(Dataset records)
/// Core Module for bgsql
///
/// Shared infrastructure below the concurrency core: error types, the
/// identifier registry and the native database client layer.

pub mod db;
pub mod error;
pub mod registry;

// Re-export commonly used types for convenience
pub use error::{BgsqlError, EngineError, Result};
pub use registry::{Registry, Token};
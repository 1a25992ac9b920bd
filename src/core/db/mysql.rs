/// MySQL Driver Module
///
/// Native client for the `MySql` engine kind, backed by the blocking `mysql`
/// crate. Rows are read with the text protocol and buffered client-side, the
/// same shape as a stored MySQL result.
use crate::core::db::driver::{BufferedRows, ConnectParams, Driver, NativeHandle, ResultSet};
use crate::core::db::row::Row;
use crate::core::EngineError;
use mysql::prelude::Queryable;
use mysql::{Conn, OptsBuilder, Value};
use tracing::debug;

/// CR_UNKNOWN_ERROR, used when the client fails without a server errno.
const CLIENT_ERROR_CODE: i32 = 2000;

#[derive(Debug, Clone, Copy, Default)]
pub struct MySqlDriver;

impl Driver for MySqlDriver {
    fn connect(&self, params: &ConnectParams) -> Result<Box<dyn NativeHandle>, EngineError> {
        debug!("Connecting to MySQL at {}:{}", params.host, params.port);
        let opts = OptsBuilder::new()
            .ip_or_hostname(Some(params.host.clone()))
            .tcp_port(params.port)
            .user(Some(params.user.clone()))
            .pass(Some(params.password.clone()))
            .db_name(params.database.clone().filter(|db| !db.is_empty()));

        let conn = Conn::new(opts).map_err(map_error)?;
        Ok(Box::new(MySqlHandle { conn }))
    }
}

pub struct MySqlHandle {
    conn: Conn,
}

impl NativeHandle for MySqlHandle {
    fn execute(&mut self, sql: &str) -> Result<Box<dyn ResultSet>, EngineError> {
        let mut result = self.conn.query_iter(sql).map_err(map_error)?;

        let columns: Vec<String> = result
            .columns()
            .as_ref()
            .iter()
            .map(|column| column.name_str().to_string())
            .collect();

        let mut rows = Vec::new();
        for row in result.by_ref() {
            let row = row.map_err(map_error)?;
            let values = (0..row.len())
                .map(|i| row.as_ref(i).and_then(format_value))
                .collect();
            rows.push(Row::new(values));
        }

        Ok(Box::new(BufferedRows::new(columns, rows)))
    }
}

fn format_value(value: &Value) -> Option<String> {
    match value {
        Value::NULL => None,
        Value::Bytes(bytes) => Some(String::from_utf8_lossy(bytes).to_string()),
        Value::Int(i) => Some(i.to_string()),
        Value::UInt(u) => Some(u.to_string()),
        Value::Float(f) => Some(f.to_string()),
        Value::Double(d) => Some(d.to_string()),
        other => Some(other.as_sql(true).trim_matches('\'').to_string()),
    }
}

fn map_error(err: mysql::Error) -> EngineError {
    match err {
        mysql::Error::MySqlError(server) => EngineError::new(server.message, i32::from(server.code)),
        other => EngineError::new(other.to_string(), CLIENT_ERROR_CODE),
    }
}
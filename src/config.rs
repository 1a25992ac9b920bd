use crate::core::{BgsqlError, Result};
use serde::Deserialize;
use std::fs;
use std::path::Path;

/// Top-level configuration structure parsed from a TOML file.
#[derive(Debug, Clone, Default, Deserialize, PartialEq)]
#[serde(default)]
pub struct Config {
    pub connection: ConnectionDefaults,
    pub sqlite: SqliteConfig,
}

/// Defaults applied by `Api::create_connection_with_defaults`.
#[derive(Debug, Clone, Deserialize, PartialEq)]
#[serde(default)]
pub struct ConnectionDefaults {
    /// Milliseconds an operation may stay incomplete before polling reports it expired (0 = unbounded)
    pub async_timeout_ms: u32,
    /// Milliseconds a blocking wait may last
    pub blocking_timeout_ms: u32,
    /// Worker threads per connection
    pub thread_limit: u32,
}

impl Default for ConnectionDefaults {
    fn default() -> Self {
        ConnectionDefaults {
            async_timeout_ms: 5000,
            blocking_timeout_ms: 2000,
            thread_limit: 4,
        }
    }
}

/// SQLite driver configuration.
#[derive(Debug, Clone, Deserialize, PartialEq)]
#[serde(default)]
pub struct SqliteConfig {
    pub busy_timeout_ms: u32,
    /// Statements run on every freshly opened handle
    pub pragmas: Vec<String>,
}

impl Default for SqliteConfig {
    fn default() -> Self {
        SqliteConfig {
            busy_timeout_ms: 5000,
            pragmas: vec!["PRAGMA foreign_keys = ON".to_string()],
        }
    }
}

impl Config {
    /// Parses configuration from TOML text. Missing sections keep their defaults.
    pub fn from_toml_str(content: &str) -> Result<Self> {
        toml::from_str(content).map_err(|e| BgsqlError::InvalidArgument(e.to_string()))
    }
}

/// Loads configuration from a TOML file at the given path.
///
/// # Arguments
///
/// * `path` - The file path to the TOML configuration file.
///
/// # Example
///
/// ```no_run
/// let config = bgsql::config::load_config("bgsql.toml").expect("Failed to load config");
/// println!("{:?}", config);
/// ```
pub fn load_config<P: AsRef<Path>>(path: P) -> Result<Config> {
    let content = fs::read_to_string(path).map_err(|e| BgsqlError::InvalidArgument(e.to_string()))?;
    Config::from_toml_str(&content)
}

# [Assigned task]
Each line above needs to be returned exactly as it is.

# [Solution]
/// Core Module for bgsql
///
/// Shared infrastructure below the concurrency core: error types, the
/// identifier registry and the native database client layer.

pub mod db;
pub mod error;
pub mod registry;

// Re-export commonly used types for convenience
pub use error::{BgsqlError, EngineError, Result};
pub use registry::{Registry, Token};
repository 1a25992ac9b920bd
filename src/core/db/mysql.rs
/// MySQL Driver Module
///
/// Native client for the `MySql` engine kind, backed by the blocking `mysql`
/// crate. Rows are read with the text protocol and buffered client-side, the
/// same shape as a stored MySQL result.
use crate::core::db::driver::{BufferedRows, ConnectParams, Driver, NativeHandle, ResultSet};
use crate::core::db::row::Row;
use crate::core::EngineError;
use mysql::prelude::Queryable;
use mysql::{Conn, OptsBuilder, Value};
use tracing::debug;

/// CR_UNKNOWN_ERROR, used when the client fails without a server errno.
const CLIENT_ERROR_CODE: i32 = 2000;

#[derive(Debug, Clone, Copy, Default)]
pub struct MySqlDriver;

impl Driver for MySqlDriver {
    fn connect(&self, params: &ConnectParams) -> Result<Box<dyn NativeHandle>, EngineError> {
        debug!("Connecting to MySQL at {}:{}", params.host, params.port);
        let opts = OptsBuilder::new()
            .ip_or_hostname(Some(params.host.clone()))
            .tcp_port(params.port)
            .user(Some(params.user.clone()))
            .pass(Some(params.password.clone()))
            .db_name(params.database.clone().filter(|db| !db.is_empty()));

        let conn = Conn::new(opts).map_err(map_error)?;
        Ok(Box::new(MySqlHandle { conn }))
    }
}

pub struct MySqlHandle {
    conn: Conn,
}

impl NativeHandle for MySqlHandle {
    fn execute(&mut self, sql: &str) -> Result<Box<dyn ResultSet>, EngineError> {
        let mut result = self.conn.query_iter(sql).map_err(map_error)?;

        let columns: Vec<String> = result
            .columns()
            .as_ref()
            .iter()
            .map(|column| column.name_str().to_string())
            .collect();

        let mut rows = Vec::new();
        for row in result.by_ref() {
            let row = row.map_err(map_error)?;
            let values = (0..row.len())
                .map(|i| row.as_ref(i).and_then(format_value))
                .collect();
            rows.push(Row::new(values));
        }

        Ok(Box::new(BufferedRows::new(columns, rows)))
    }
}

fn format_value(value: &Value) -> Option<String> {
    match value {
        Value::NULL => None,
        Value::Bytes(bytes) => Some(String::from_utf8_lossy(bytes).to_string()),
        Value::Int(i) => Some(i.to_string()),
        Value::UInt(u) => Some(u.to_string()),
        Value::Float(f) => Some(f.to_string()),
        Value::Double(d) => Some(d.to_string()),
        other => Some(other.as_sql(true).trim_matches('\'').to_string()),
    }
}

fn map_error(err: mysql::Error) -> EngineError {
    match err {
        mysql::Error::MySqlError(server) => EngineError::new(server.message, i32::from(server.code)),
        other => EngineError::new(other.to_string(), CLIENT_ERROR_CODE),
    }
}
filename src/config.rs
repository 1a25992ac9b920bd
use crate::core::{BgsqlError, Result};
use serde::Deserialize;
use std::fs;
use std::path::Path;

/// Top-level configuration structure parsed from a TOML file.
#[derive(Debug, Clone, Default, Deserialize, PartialEq)]
#[serde(default)]
pub struct Config {
    pub connection: ConnectionDefaults,
    pub sqlite: SqliteConfig,
}

/// Defaults applied by `Api::create_connection_with_defaults`.
#[derive(Debug, Clone, Deserialize, PartialEq)]
#[serde(default)]
pub struct ConnectionDefaults {
    /// Milliseconds an operation may stay incomplete before polling reports it expired (0 = unbounded)
    pub async_timeout_ms: u32,
    /// Milliseconds a blocking wait may last
    pub blocking_timeout_ms: u32,
    /// Worker threads per connection
    pub thread_limit: u32,
}

impl Default for ConnectionDefaults {
    fn default() -> Self {
        ConnectionDefaults {
            async_timeout_ms: 5000,
            blocking_timeout_ms: 2000,
            thread_limit: 4,
        }
    }
}

/// SQLite driver configuration.
#[derive(Debug, Clone, Deserialize, PartialEq)]
#[serde(default)]
pub struct SqliteConfig {
    pub busy_timeout_ms: u32,
    /// Statements run on every freshly opened handle
    pub pragmas: Vec<String>,
}

impl Default for SqliteConfig {
    fn default() -> Self {
        SqliteConfig {
            busy_timeout_ms: 5000,
            pragmas: vec!["PRAGMA foreign_keys = ON".to_string()],
        }
    }
}

impl Config {
    /// Parses configuration from TOML text. Missing sections keep their defaults.
    pub fn from_toml_str(content: &str) -> Result<Self> {
        toml::from_str(content).map_err(|e| BgsqlError::InvalidArgument(e.to_string()))
    }
}

/// Loads configuration from a TOML file at the given path.
///
/// # Arguments
///
/// * `path` - The file path to the TOML configuration file.
///
/// # Example
///
/// ```no_run
/// let config = bgsql::config::load_config("bgsql.toml").expect("Failed to load config");
/// println!("{:?}", config);
/// ```
pub fn load_config<P: AsRef<Path>>(path: P) -> Result<Config> {
    let content = fs::read_to_string(path).map_err(|e| BgsqlError::InvalidArgument(e.to_string()))?;
    Config::from_toml_str(&content)
}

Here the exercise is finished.